───── DATA RECORDS ─────

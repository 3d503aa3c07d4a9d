use crate::cartridge::mapper::{Board, PRG_BANK_16K};

/// UxROM board (Mapper 2)
///
/// PRG banking mapper with switchable lower bank and fixed upper bank.
/// Supports:
/// - 16KB switchable PRG bank at $8000-$BFFF
/// - 16KB fixed PRG bank at $C000-$FFFF (always last bank)
/// - 8KB CHR-RAM (no CHR banking)
/// - Bank select register at $8000-$FFFF (any write)
///
/// Common in games like Mega Man, Castlevania, Contra, Duck Tales, Metal Gear.
#[derive(Debug, Clone, bincode::Encode, bincode::Decode)]
pub struct Uxrom {
    bank_select: u8,
    last_bank: usize,
}

impl Uxrom {
    pub fn new(prg_len: usize) -> Self {
        Self {
            bank_select: 0,
            last_bank: (prg_len / PRG_BANK_16K).saturating_sub(1),
        }
    }
}

impl Board for Uxrom {
    fn prg_offset(&self, addr: u16) -> usize {
        let bank = if addr < 0xC000 {
            self.bank_select as usize
        } else {
            self.last_bank
        };
        bank * PRG_BANK_16K + (addr & 0x3FFF) as usize
    }

    fn write_register(&mut self, _addr: u16, value: u8, _cpu_cycle: u64) {
        self.bank_select = value & 0x0F;
    }
}
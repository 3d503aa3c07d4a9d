#[allow(clippy::module_inception)]
mod apu;
mod dma;
mod dmc;
mod envelope;
mod frame_counter;
mod length_counter;
mod noise;
mod pulse;
mod timer;
mod triangle;

pub use apu::Apu;
pub use dma::Dma;
pub use frame_counter::FrameClock;
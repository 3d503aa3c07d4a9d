use crate::cartridge::mapper::{Board, Mirroring, PRG_BANK_32K};

/// AxROM board (Mapper 7)
///
/// 32KB PRG banking with software-selected single-screen mirroring.
/// Supports:
/// - 32KB switchable PRG bank at $8000-$FFFF (bits 0-2)
/// - Nametable select (bit 4): lower or upper single-screen
/// - 8KB CHR-RAM
///
/// Used in games like Battletoads, Marble Madness, Wizards & Warriors.
#[derive(Debug, Clone, Default, bincode::Encode, bincode::Decode)]
pub struct Axrom {
    bank_select: u8,
}

impl Axrom {
    pub fn new() -> Self {
        Self::default()
    }
}

impl Board for Axrom {
    fn prg_offset(&self, addr: u16) -> usize {
        (self.bank_select & 0x07) as usize * PRG_BANK_32K + (addr & 0x7FFF) as usize
    }

    fn write_register(&mut self, _addr: u16, value: u8, _cpu_cycle: u64) {
        self.bank_select = value;
    }

    fn mirroring(&self, _wired: Mirroring) -> Mirroring {
        if self.bank_select & 0x10 != 0 {
            Mirroring::SingleScreenUpper
        } else {
            Mirroring::SingleScreenLower
        }
    }
}
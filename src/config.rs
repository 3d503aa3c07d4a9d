use rand::rngs::StdRng;
use rand::{Rng, SeedableRng};

/// How CPU work RAM is filled on power-on
#[derive(Debug, Clone, Copy, PartialEq, Eq, bincode::Encode, bincode::Decode)]
pub enum RamInit {
    /// Every byte cleared to $00
    Zeroed,
    /// Four $00 bytes followed by four $FF bytes, repeating
    Pattern,
    /// Bytes drawn from a seeded generator (reproducible for a given seed)
    Random { seed: u64 },
}

impl RamInit {
    /// Fill `ram` according to this policy
    pub fn fill(&self, ram: &mut [u8]) {
        match *self {
            RamInit::Zeroed => ram.fill(0),
            RamInit::Pattern => {
                for (i, byte) in ram.iter_mut().enumerate() {
                    *byte = if i & 0x04 == 0 { 0x00 } else { 0xFF };
                }
            }
            RamInit::Random { seed } => {
                let mut rng = StdRng::seed_from_u64(seed);
                rng.fill(ram);
            }
        }
    }
}

/// Hardware-revision dependent behaviors.
///
/// The corruption patterns were measured on a single console and differ between
/// PPU revisions, so each one can be switched off for differential testing.
#[derive(Debug, Clone, Copy, PartialEq, Eq, bincode::Encode, bincode::Decode)]
pub struct Quirks {
    /// Copy OAM row 0 over rows flagged when rendering is toggled mid-scanline
    pub oam_corruption: bool,
    /// Corrupt palette RAM when v leaves $3F00-$3FFF during forced blank
    pub palette_corruption: bool,
    /// Diagonal OAM scan after the eighth sprite (buggy overflow flag)
    pub sprite_overflow_bug: bool,
}

impl Default for Quirks {
    fn default() -> Self {
        Self {
            oam_corruption: true,
            palette_corruption: true,
            sprite_overflow_bug: true,
        }
    }
}

/// Machine-wide configuration, fixed at construction
#[derive(Debug, Clone, Copy, PartialEq, Eq, bincode::Encode, bincode::Decode)]
pub struct MachineConfig {
    /// Power-on content of the 2 KiB work RAM
    pub ram_init: RamInit,
    /// CPU/PPU phase alignment (0-3): the master-clock offset of the first PPU dot
    pub alignment: u8,
    pub quirks: Quirks,
}

impl Default for MachineConfig {
    fn default() -> Self {
        Self {
            ram_init: RamInit::Pattern,
            alignment: 0,
            quirks: Quirks::default(),
        }
    }
}

impl MachineConfig {
    /// Alignment clamped to the valid 0-3 range
    pub fn alignment(&self) -> u8 {
        self.alignment & 0x03
    }
}
use super::length_counter::LengthCounter;
use super::timer::Timer;

/// 32-step triangle sequence: 15 down to 0, then 0 up to 15
const TRIANGLE_SEQUENCE: [u8; 32] = [
    15, 14, 13, 12, 11, 10, 9, 8, 7, 6, 5, 4, 3, 2, 1, 0, //
    0, 1, 2, 3, 4, 5, 6, 7, 8, 9, 10, 11, 12, 13, 14, 15,
];

/// Triangle channel ($4008-$400B)
#[derive(Debug, Clone, Copy, Default, PartialEq, Eq, bincode::Encode, bincode::Decode)]
pub struct Triangle {
    timer: Timer,
    real_period: u16,
    sequence_position: u8,
    length: LengthCounter,

    // Linear counter
    control: bool,
    linear_counter: u8,
    linear_reload_value: u8,
    linear_reload: bool,
}

impl Triangle {
    pub fn new() -> Self {
        Self::default()
    }

    /// Register write; `reg` is the address offset 0-3 ($4009 is unused)
    pub fn write_register(&mut self, reg: u16, value: u8) {
        match reg & 0x03 {
            0 => {
                self.control = value & 0x80 != 0;
                self.linear_reload_value = value & 0x7F;
                self.length.set_halt(self.control);
            }
            1 => {}
            2 => self.set_period((self.real_period & 0x0700) | value as u16),
            _ => {
                self.length.load(value >> 3);
                self.set_period((self.real_period & 0x00FF) | ((value as u16 & 0x07) << 8));
                self.linear_reload = true;
            }
        }
    }

    fn set_period(&mut self, period: u16) {
        self.real_period = period;
        self.timer.set_period(period);
    }

    /// CPU-cycle clock. The sequencer only moves while both counters are non-zero.
    pub fn clock_timer(&mut self) {
        if self.timer.tick() && self.length.active() && self.linear_counter > 0 {
            self.sequence_position = (self.sequence_position + 1) & 0x1F;
        }
    }

    /// Quarter frame: linear counter
    pub fn clock_quarter_frame(&mut self) {
        if self.linear_reload {
            self.linear_counter = self.linear_reload_value;
        } else if self.linear_counter > 0 {
            self.linear_counter -= 1;
        }
        if !self.control {
            self.linear_reload = false;
        }
    }

    pub fn clock_half_frame(&mut self) {
        self.length.clock();
    }

    pub fn length_counter(&mut self) -> &mut LengthCounter {
        &mut self.length
    }

    pub fn active(&self) -> bool {
        self.length.active()
    }

    pub fn is_valid(&self) -> bool {
        (self.sequence_position as usize) < TRIANGLE_SEQUENCE.len()
    }

    pub fn output(&self) -> u8 {
        TRIANGLE_SEQUENCE[self.sequence_position as usize]
    }
}

#[cfg(test)]
mod tests {
    use super::*;

    fn playing() -> Triangle {
        let mut triangle = Triangle::new();
        triangle.length_counter().set_enabled(true);
        triangle.write_register(0, 0x7F);
        triangle.write_register(2, 0x02);
        triangle.write_register(3, 0x08);
        triangle.length_counter().commit();
        triangle.clock_quarter_frame();
        triangle
    }

    #[test]
    fn test_linear_counter_reload_then_count_down() {
        let mut triangle = playing();
        assert_eq!(triangle.linear_counter, 0x7F);
        triangle.clock_quarter_frame();
        assert_eq!(triangle.linear_counter, 0x7E);
    }

    #[test]
    fn test_control_flag_keeps_reloading() {
        let mut triangle = playing();
        triangle.write_register(0, 0x85);
        triangle.write_register(3, 0x08);
        triangle.clock_quarter_frame();
        triangle.clock_quarter_frame();
        assert_eq!(triangle.linear_counter, 5);
    }

    #[test]
    fn test_sequencer_steps_when_counters_non_zero() {
        let mut triangle = playing();
        assert_eq!(triangle.output(), 15);
        for _ in 0..3 {
            triangle.clock_timer();
        }
        assert_eq!(triangle.output(), 14);
    }

    #[test]
    fn test_sequencer_frozen_when_linear_counter_zero() {
        let mut triangle = Triangle::new();
        triangle.length_counter().set_enabled(true);
        triangle.write_register(3, 0x08);
        triangle.length_counter().commit();
        for _ in 0..10 {
            triangle.clock_timer();
        }
        assert_eq!(triangle.output(), 15);
    }
}
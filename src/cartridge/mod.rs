mod axrom;
mod cartridge;
mod cnrom;
pub mod ines;
mod mapper;
mod mmc1;
mod mmc3;
mod nrom;
mod uxrom;

pub use axrom::Axrom;
pub use cartridge::Cartridge;
pub use cnrom::Cnrom;
pub use mapper::{Board, Mapper, Mirroring, RamAccess};
pub use mmc1::Mmc1;
pub use mmc3::Mmc3;
pub use nrom::Nrom;
pub use uxrom::Uxrom;
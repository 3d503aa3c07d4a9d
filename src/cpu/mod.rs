#[allow(clippy::module_inception)]
mod cpu;
mod opcode;
mod operations;

pub use cpu::{Cpu, CpuBus};
pub use opcode::{Access, Mnemonic, Mode, OPCODES, OpCode};
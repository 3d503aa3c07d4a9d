use bincode::error::DecodeError;
use tracing::{debug, info};

use crate::apu::Apu;
use crate::bus::{RAM_SIZE, SystemBus};
use crate::cartridge::Cartridge;
use crate::clock::{MASTER_PER_CPU, MasterClock};
use crate::config::MachineConfig;
use crate::cpu::{Cpu, CpuBus};
use crate::joypad::Joypads;
use crate::ppu::{EmptySlot, FrameSink, Ppu};
use crate::signals::{BusLines, IrqSource};

/// Build the CPU-side bus over the machine's parts, leaving `cpu` free
macro_rules! system_bus {
    ($nes:expr) => {
        SystemBus {
            ram: &mut $nes.ram[..],
            ppu: &mut $nes.ppu,
            apu: &mut $nes.apu,
            cartridge: $nes.cartridge.as_mut(),
            joypads: &mut $nes.joypads,
            lines: &mut $nes.lines,
            open_bus: &mut $nes.open_bus,
            cpu_cycle: $nes.clock.cpu_cycles(),
        }
    };
}

/// One console: every piece of mutable machine state plus the scheduler.
///
/// The cartridge is held separately from CPU/PPU/APU state and may be replaced
/// between any two ticks. The whole machine (cartridge included) is `Clone` and
/// serializes to a snapshot that resumes at the same master tick.
#[derive(Debug, Clone, bincode::Encode, bincode::Decode)]
pub struct Nes {
    config: MachineConfig,
    clock: MasterClock,
    cpu: Cpu,
    ppu: Ppu,
    apu: Apu,
    ram: Vec<u8>,
    joypads: Joypads,
    lines: BusLines,
    open_bus: u8,
    cartridge: Option<Cartridge>,
}

impl Default for Nes {
    fn default() -> Self {
        Self::new(MachineConfig::default())
    }
}

impl Nes {
    /// A powered-on console with an empty cartridge slot
    pub fn new(config: MachineConfig) -> Self {
        let mut ram = vec![0; RAM_SIZE];
        config.ram_init.fill(&mut ram);
        Self {
            config,
            clock: MasterClock::new(config.alignment()),
            cpu: Cpu::new(),
            ppu: Ppu::new(&config),
            apu: Apu::new(),
            ram,
            joypads: Joypads::new(),
            lines: BusLines::new(),
            open_bus: 0,
            cartridge: None,
        }
    }

    /// Convenience: a powered-on console with `cartridge` inserted
    pub fn with_cartridge(config: MachineConfig, cartridge: Cartridge) -> Self {
        let mut nes = Self::new(config);
        nes.insert_cartridge(cartridge);
        nes
    }

    pub fn config(&self) -> &MachineConfig {
        &self.config
    }

    /// Advance the master oscillator by one period. Returns true when the CPU
    /// finished an instruction (or interrupt sequence) on this tick.
    ///
    /// Stages run in a fixed order and later stages see what earlier ones did:
    /// CPU, PPU dot, PPU half dot, APU.
    pub fn tick(&mut self) -> bool {
        let phases = self.clock.phases();
        let mut done = false;
        if phases.cpu {
            done = self.cpu_cycle();
        }
        if phases.ppu {
            self.ppu_dot();
        }
        if phases.ppu_half {
            self.ppu.half_tick(&mut self.lines);
        }
        if phases.apu {
            self.apu.tick(&mut self.lines);
        }
        self.clock.advance(phases);
        done
    }

    /// Run until the CPU completes the instruction in flight, then to the end of
    /// that CPU cycle. Returns the number of CPU cycles consumed, DMA steals included.
    /// A jammed CPU never completes; this returns after one cycle in that case.
    pub fn step_instruction(&mut self) -> u64 {
        let start = self.clock.cpu_cycles();
        loop {
            let done = self.tick();
            if done || self.cpu.is_jammed() {
                break;
            }
        }
        self.finish_cpu_cycle();
        self.clock.cpu_cycles() - start
    }

    /// Run until the PPU next enters vertical blank
    pub fn step_frame(&mut self) {
        self.ppu.poll_frame_complete();
        while !self.ppu.poll_frame_complete() {
            self.tick();
        }
    }

    /// Run `cycles` whole CPU cycles
    pub fn step_cycles(&mut self, cycles: u64) {
        for _ in 0..cycles * MASTER_PER_CPU {
            self.tick();
        }
    }

    fn finish_cpu_cycle(&mut self) {
        while !self.clock.phases().cpu {
            self.tick();
        }
    }

    /// Console reset button. CPU registers survive (the reset sequence sets I and
    /// lowers SP by 3); PPU and APU latches are cleared. RAM is untouched.
    pub fn reset(&mut self) {
        debug!("reset");
        self.cpu.reset();
        self.ppu.reset();
        self.apu.reset();
    }

    /// Power cycle: every register and work RAM return to their power-on state.
    /// The cartridge stays inserted.
    pub fn power_on(&mut self) {
        debug!("power on");
        let cartridge = self.cartridge.take();
        *self = Self::new(self.config);
        self.cartridge = cartridge;
        self.update_mapper_irq();
    }

    /// Swap in a cartridge without touching the rest of the machine.
    /// Returns the cartridge that was in the slot.
    pub fn insert_cartridge(&mut self, cartridge: Cartridge) -> Option<Cartridge> {
        info!(mapper = cartridge.mapper_id(), "cartridge inserted");
        let previous = self.cartridge.replace(cartridge);
        self.update_mapper_irq();
        previous
    }

    pub fn eject_cartridge(&mut self) -> Option<Cartridge> {
        let previous = self.cartridge.take();
        if previous.is_some() {
            info!("cartridge ejected");
        }
        self.update_mapper_irq();
        previous
    }

    pub fn cartridge(&self) -> Option<&Cartridge> {
        self.cartridge.as_ref()
    }

    /// Battery-backed save RAM of the inserted cartridge
    pub fn battery_ram(&self) -> Option<&[u8]> {
        self.cartridge.as_ref().and_then(Cartridge::battery_ram)
    }

    pub fn restore_battery_ram(&mut self, data: &[u8]) {
        if let Some(cartridge) = self.cartridge.as_mut() {
            cartridge.restore_battery_ram(data);
        }
    }

    /// Encode the complete machine state
    pub fn save_state(&self) -> Result<Vec<u8>, bincode::error::EncodeError> {
        bincode::encode_to_vec(self, bincode::config::standard())
    }

    /// Replace the machine with a snapshot taken by `save_state`. A snapshot that
    /// decodes but describes an impossible machine is rejected and `self` is kept.
    pub fn load_state(&mut self, data: &[u8]) -> Result<(), DecodeError> {
        let (state, _): (Nes, usize) = bincode::decode_from_slice(data, bincode::config::standard())?;
        state.validate().map_err(DecodeError::Other)?;
        *self = state;
        debug!(
            master_ticks = self.clock.master_ticks(),
            "snapshot restored"
        );
        Ok(())
    }

    fn validate(&self) -> Result<(), &'static str> {
        if self.ram.len() != RAM_SIZE {
            return Err("work RAM size mismatch");
        }
        self.ppu.validate()?;
        self.apu.validate()?;
        if let Some(cartridge) = &self.cartridge {
            cartridge.validate()?;
        }
        Ok(())
    }

    /// Replay the last complete frame into `sink`
    pub fn present<S: FrameSink>(&self, sink: &mut S) {
        self.ppu.present(sink);
    }

    /// Last complete frame as `(x, y, pixel)`; pixel is a 6-bit palette index with
    /// the three emphasis bits above it.
    pub fn frame(&self) -> impl Iterator<Item = (usize, usize, u16)> + '_ {
        self.ppu.frame()
    }

    pub fn joypads(&self) -> &Joypads {
        &self.joypads
    }

    pub fn joypads_mut(&mut self) -> &mut Joypads {
        &mut self.joypads
    }

    pub fn cpu(&self) -> &Cpu {
        &self.cpu
    }

    pub fn cpu_mut(&mut self) -> &mut Cpu {
        &mut self.cpu
    }

    pub fn ppu(&self) -> &Ppu {
        &self.ppu
    }

    pub fn apu(&self) -> &Apu {
        &self.apu
    }

    pub fn clock(&self) -> &MasterClock {
        &self.clock
    }

    pub fn lines(&self) -> &BusLines {
        &self.lines
    }

    /// Current mixed audio level
    pub fn audio_sample(&self) -> f32 {
        self.apu.sample()
    }

    /// Side-effect-free view of work RAM and cartridge space; registers read as 0
    pub fn peek(&self, addr: u16) -> u8 {
        match addr {
            0x0000..=0x1FFF => self.ram[(addr as usize) & (RAM_SIZE - 1)],
            0x4020..=0xFFFF => self
                .cartridge
                .as_ref()
                .and_then(|cartridge| cartridge.cpu_read(addr))
                .unwrap_or(0),
            _ => 0,
        }
    }

    /// Perform a CPU bus write outside of the scheduler (debugger pokes)
    pub fn poke(&mut self, addr: u16, value: u8) {
        system_bus!(self).write(addr, value);
        self.update_mapper_irq();
    }

    /// One CPU cycle, or the DMA cycle that replaces it
    fn cpu_cycle(&mut self) -> bool {
        self.cpu.sample_lines(&self.lines);

        let done = if self.apu.dma().in_progress() {
            self.cpu.note_dma_halt();
            system_bus!(self).run_dma_cycle();
            false
        } else if self.apu.dma().need_halt() {
            // The DMA can only halt the CPU on a read cycle. Run the cycle; if it
            // was a read, it becomes the halt cycle and the CPU repeats it later.
            let cpu = self.cpu.clone();
            let joypads = self.joypads.clone();
            let done = self.cpu.tick(&mut system_bus!(self));
            if self.cpu.last_cycle_was_write() {
                done
            } else {
                let addr = self.cpu.address_bus();
                self.cpu = cpu;
                self.joypads = joypads;
                self.cpu.note_dma_halt();
                self.apu.dma_mut().halt(addr);
                false
            }
        } else {
            self.cpu.tick(&mut system_bus!(self))
        };

        self.cpu.settle_nmi_cancel(&mut self.lines);
        self.update_mapper_irq();
        done
    }

    fn ppu_dot(&mut self) {
        match self.cartridge.as_mut() {
            Some(cartridge) => self.ppu.tick(cartridge),
            None => self.ppu.tick(&mut EmptySlot),
        }
        self.update_mapper_irq();
    }

    fn update_mapper_irq(&mut self) {
        let asserted = self.cartridge.as_ref().is_some_and(Cartridge::irq);
        self.lines.set_irq(IrqSource::Mapper, asserted);
    }
}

─────

### HOW TO COMPLETE THIS TASK
Only the lines with the string "validate" are wanted; pick them out of the records above and copy them.

### RESPONSE TO THE TASK
        state.validate().map_err(DecodeError::Other)?;
    fn validate(&self) -> Result<(), &'static str> {
        self.ppu.validate()?;
        self.apu.validate()?;
            cartridge.validate()?;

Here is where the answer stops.